Tokoname-yaki – a traditional Japanese ware carving out a future


Ware should be made as natural as possible


I asked about the Japanese teapots and tea cups being displayed in the workshop, which were made by Hokujo Shimizu. They have deeper vermilion color and more interesting than the colors normally known as Tokoname wares. How had he created such color and texture? Hokujo replied, “The slower a wheel rotates, the more my hands tend to leave traces on exterior and interior of the product. Such fine unevenness can be expressed as the unique texture of the pottery.” He also added, that is why the monthly number of products is limited to only one hundred.


A teapot showing a pattern as if covered by natural soil


Fine evenness on the pot surface gives an impact on convection of tea leaves inside pot when hot water is poured into. Tea leaves don’t simply circulate in a pot but they are engaged with a rough surface part inside, by which component of green tea can be extracted for longer minutes to give out stronger flavor of the tea. Internal structure of the pot draws out delicious tea flavor like this. Also the collected soil is the key factor to produce the beautiful texture. Hokujo continues, “I used to try finishing my pottery to keep the vermilion color as it should be as well as the white as it should be. However one day when I was digging in the ground I realized how beautiful is the color spectrum of the soil fault, and I wanted to express such fabulous impression of the natural soil on my pottery. I almost determined to do it. Since then I have been attempting various methods in shaping by wheel or baking in kiln until now, so say it’s been for thirty years to establish my own style.” While talking he poured another hot water with a temperature at 50 degree and served us the second cup of Gyokuro —- This is the best of green tea as the second cup.
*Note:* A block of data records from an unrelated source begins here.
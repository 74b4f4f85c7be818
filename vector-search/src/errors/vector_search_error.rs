//! Unified error type for the vector-search crate.

use reqwest::StatusCode;
use services::retry::{Transient, is_retryable_status, is_retryable_transport};
use thiserror::Error;

/// Errors produced by the vector-search client.
#[derive(Debug, Error)]
pub enum VectorSearchError {
    // ── Configuration / environment ──────────────────────────────────────────
    /// Required environment variable is missing.
    #[error("missing env variable: {key}")]
    EnvMissing { key: String },

    /// Failed to parse an environment variable into the expected type.
    #[error("failed to parse env variable: {key} = '{value}'")]
    EnvParse { key: String, value: String },

    /// Configuration combination is invalid.
    #[error("invalid configuration: {0}")]
    InvalidConfig(String),

    // ── Transport ───────────────────────────────────────────────────────────
    /// Underlying HTTP client error (connect, timeout, body read).
    #[error("vector search transport error: {0}")]
    Http(#[from] reqwest::Error),

    /// The index answered with a non-success status.
    #[error("vector search returned HTTP {status} from {url}: {snippet}")]
    Status {
        status: StatusCode,
        url: String,
        snippet: String,
    },

    // ── Payload ─────────────────────────────────────────────────────────────
    /// Response body did not have the expected shape.
    #[error("vector search decode error: {0}")]
    Decode(String),

    /// JSON (de)serialization error.
    #[error("json error: {0}")]
    Json(#[from] serde_json::Error),
}

impl Transient for VectorSearchError {
    fn is_transient(&self) -> bool {
        match self {
            VectorSearchError::Http(e) => is_retryable_transport(e),
            VectorSearchError::Status { status, .. } => is_retryable_status(*status),
            _ => false,
        }
    }
}
//! Runtime configuration loaded from environment variables.

use crate::error::ConfigError;

/// Messages of caller-supplied history forwarded to the model.
pub const DEFAULT_HISTORY_LIMIT: usize = 10;

/// Knobs of the orchestrator itself. Retrieval depth (`top_k`) belongs to
/// the retriever, which applies its own default when the caller gives none.
#[derive(Clone, Debug, PartialEq, Eq)]
pub struct OrchestratorConfig {
    /// Most recent history messages kept; `0` drops history entirely.
    pub history_limit: usize,
}

impl Default for OrchestratorConfig {
    fn default() -> Self {
        Self {
            history_limit: DEFAULT_HISTORY_LIMIT,
        }
    }
}

impl OrchestratorConfig {
    /// Reads `HISTORY_LIMIT` (default 10).
    pub fn from_env() -> Result<Self, ConfigError> {
        Ok(Self {
            history_limit: parse("HISTORY_LIMIT", DEFAULT_HISTORY_LIMIT)?,
        })
    }
}

fn parse<T: std::str::FromStr>(key: &'static str, dflt: T) -> Result<T, ConfigError> {
    match std::env::var(key) {
        Ok(v) if !v.trim().is_empty() => v
            .trim()
            .parse()
            .map_err(|_| ConfigError::EnvParse { key, value: v }),
        _ => Ok(dflt),
    }
}

#[cfg(test)]
mod tests {
    use super::*;

    #[test]
    fn default_keeps_ten_messages() {
        assert_eq!(OrchestratorConfig::default().history_limit, 10);
    }

    #[test]
    fn unset_variable_falls_back_to_default() {
        let v: usize = parse("RAG_ORCHESTRATOR_TEST_UNSET_VARIABLE", 7).unwrap();
        assert_eq!(v, 7);
    }
}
Japanese tea cup specially designed for drinking Gyokuro


What kind of technique is used to deepen vermilion color among the same color type teapots? Hokujo said, “It’s crucial to go through the process ‘yakishime’, baking at higher temperature in kiln. Soil contains iron content and we apply reduction firing, which means inside kiln becomes lacks of oxygen.” The color of soil will be finished in austerely elegant orange-tan color, which still appears pretty natural. Fire condition inside kiln can’t be checked from outside, so the expert skills and techniques depending on experience would be required.


Tea strainer holes are provided manually inside teapots.
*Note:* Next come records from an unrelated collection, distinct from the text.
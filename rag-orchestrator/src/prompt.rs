//! Prompt templates, fixed user-facing messages and starter questions.

use llm_service::ChatMessage;

use crate::api_types::{ConversationTurn, Role};

/// System instructions sent with every generation.
pub const SYSTEM_PROMPT: &str = r#"You are an AI assistant for Alinta Energy customers in Australia. Your role is to help customers understand electricity and gas plans, billing, payments, and support options.

**Core Rules:**
1. **Use only provided context**: Answer questions using ONLY the information in the provided context from Alinta Energy's website
2. **Be accurate**: Never invent prices, dates, plan details, or account-specific information
3. **Admit limitations**: If information is not in the context, say "I don't have that specific information" and suggest contacting Alinta Energy directly
4. **Be helpful and friendly**: Use a warm, conversational tone while remaining professional
5. **Use plain language**: Explain energy concepts in simple terms that any customer can understand
6. **Cite sources**: Reference the sources when providing specific information
7. **Direct when needed**: For account-specific questions (bills, payments, account changes), direct customers to:
   - Call: 13 13 58
   - Visit: alintaenergy.com.au/myaccount
   - Email: customer.service@alintaenergy.com.au

**What you can help with:**
- Explaining electricity and gas plans available in different states
- Understanding bills, charges, and tariffs
- Payment options and methods
- Moving house procedures
- Solar feed-in tariffs and renewable energy
- Hardship support and payment assistance
- General energy terminology and concepts

**What you cannot do:**
- Access customer account details
- Make changes to accounts or plans
- Process payments
- Provide personalized pricing without plan details
- Guarantee specific outcomes or savings

**Tone:**
- Friendly and approachable
- Clear and concise
- Patient and understanding
- Professional and trustworthy

Remember: Your goal is to help customers make informed decisions and find the right information easily."#;

/// Build the final user message: retrieved context, then the question.
///
/// # Example
/// ```
/// # use rag_orchestrator::prompt::build_rag_prompt;
/// let p = build_rag_prompt("How do I pay?", "[Source 1: Payments]\n...");
/// assert!(p.contains("**Customer question:** How do I pay?"));
/// ```
pub fn build_rag_prompt(question: &str, context: &str) -> String {
    format!(
        "**Context from Alinta Energy website:**\n\n\
         {context}\n\n\
         ---\n\n\
         **Customer question:** {question}\n\n\
         Please provide a helpful answer based on the context above. If the context doesn't \
         contain enough information to fully answer the question, acknowledge this and suggest \
         how the customer can get more specific help."
    )
}

/// Full message list for one generation: system instructions, the given
/// history in order, then the context and question.
pub fn build_messages(
    question: &str,
    context: &str,
    history: &[ConversationTurn],
) -> Vec<ChatMessage> {
    let mut messages = Vec::with_capacity(history.len() + 2);
    messages.push(ChatMessage::system(SYSTEM_PROMPT));
    messages.extend(history.iter().map(|t| match t.role {
        Role::User => ChatMessage::user(t.content.clone()),
        Role::Assistant => ChatMessage::assistant(t.content.clone()),
    }));
    messages.push(ChatMessage::user(build_rag_prompt(question, context)));
    messages
}

/// Fixed texts shown to customers instead of internal errors.
#[derive(Clone, Copy, Debug, PartialEq, Eq)]
pub enum UserMessage {
    RetrievalFailed,
    GenerationFailed,
    NoContext,
    InvalidRequest,
    EmptyQuestion,
    Initializing,
}

impl UserMessage {
    pub const fn as_str(self) -> &'static str {
        match self {
            UserMessage::RetrievalFailed => {
                "I'm having trouble accessing information right now. Please try again in a moment \
                 or contact Alinta Energy directly at 13 13 58."
            }
            UserMessage::GenerationFailed => {
                "I apologize, but I encountered an error generating a response. Please try \
                 rephrasing your question or contact Alinta Energy at 13 13 58."
            }
            UserMessage::NoContext => {
                "I couldn't find relevant information to answer your question. For specific \
                 details, please contact Alinta Energy at 13 13 58 or visit alintaenergy.com.au."
            }
            UserMessage::InvalidRequest => {
                "I didn't quite understand that. Could you please rephrase your question?"
            }
            UserMessage::EmptyQuestion => "Question cannot be empty",
            UserMessage::Initializing => "Service is initializing. Please try again in a moment.",
        }
    }
}

/// Suggested questions for a fresh conversation.
pub const STARTER_QUESTIONS: [&str; 8] = [
    "What electricity plans are available in my state?",
    "How do I pay my energy bill?",
    "What is a solar feed-in tariff?",
    "What should I do if I'm moving house?",
    "How can I get help with paying my bill?",
    "What's the difference between fixed and variable rates?",
    "How do I read my energy bill?",
    "What hardship programs are available?",
];

#[cfg(test)]
mod tests {
    use super::*;
    use llm_service::ChatRole;

    #[test]
    fn prompt_puts_context_before_question() {
        let p = build_rag_prompt("What is a feed-in tariff?", "CTX");
        let ctx = p.find("CTX").unwrap();
        let q = p.find("What is a feed-in tariff?").unwrap();
        assert!(ctx < q);
        assert!(p.starts_with("**Context from Alinta Energy website:**\n\nCTX\n\n---\n\n"));
    }

    #[test]
    fn messages_wrap_history_between_system_and_question() {
        let history = vec![
            ConversationTurn::user("What plans are available?"),
            ConversationTurn::assistant("Several."),
        ];
        let msgs = build_messages("And in WA?", "CTX", &history);

        let roles: Vec<ChatRole> = msgs.iter().map(|m| m.role).collect();
        assert_eq!(
            roles,
            vec![ChatRole::System, ChatRole::User, ChatRole::Assistant, ChatRole::User]
        );
        assert_eq!(msgs[0].content, SYSTEM_PROMPT);
        assert_eq!(msgs[2].content, "Several.");
        assert!(msgs[3].content.contains("And in WA?"));
    }

    #[test]
    fn failure_messages_are_distinct() {
        assert_ne!(
            UserMessage::RetrievalFailed.as_str(),
            UserMessage::GenerationFailed.as_str()
        );
        assert!(UserMessage::NoContext.as_str().contains("13 13 58"));
    }
}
A teapot by Mogakeyaki utilizing eelgrasses


The cheap teapots are often equipped with metallic mesh strainer, but the ones made by Hokujo Shimizu don’t possess such attachment. The strainer part has meshed holes in size of several millimeters, which are arranged in the interval of several millimeters as well between one hole and the next. Those holes are made using iron ware called Shippo (literally means the tail in English), and holes are not formed in flat but in hemisphere. This is because if the holes are made in semi-round shape, the opened tea leaves won’t be caught by meshes, so that they are structured to be naturally flown to outside the mesh along with hot water poured into. The holes are provided manually, not by machines, each by each, being calculated the intervals to be applied.


Hokujo Shimizu, the Potter, talks in his gallery surrounded by his works.


Among the teapots arranged in the workshop, my eyes are caught by the one uniquely decorated with a red thread pattern on its surface. “This is called Mogakeyaki, one of the Tokoname baking techniques, which has been established around 1830, Edo period, in Tokoname, Japan.” The potters have collected eelgrasses from sea to cover the pottery surface after untangled them, and then they fired those earthenware in kiln. Today’s science categorizes eelgrasses into marine plants that are grown by seed, not by spore for alga. As eelgrass disappears at the time of firing completed, but salt and other content remained burn patterns on the surface of pottery. “I presume, this is due to the location of Tokoname that is situated near the sea where they were privileged to be able to develop such technique.”



I was admiring each teapot having a different expression of eelgrass pattern (Mogake) and couldn’t stop letting out a sigh. “All works can be masterpiece.” Hokujo said with a smile, “Well, I doubt it. I have hardly made tea utensils with which I was satisfied enough.” He sipped green tea, gyokuro. Still for me everything here looked like a masterpiece, so I judged that he was rather being modest. Again he replies quietly, “I desire to achieve that goal, if I can, really. I am thinking that all the time when I shape the body with soil or put the fire on kiln. I wish if I could do it with this hand.” The B. G. M has turned to the symphony by Sibelius in the workshop.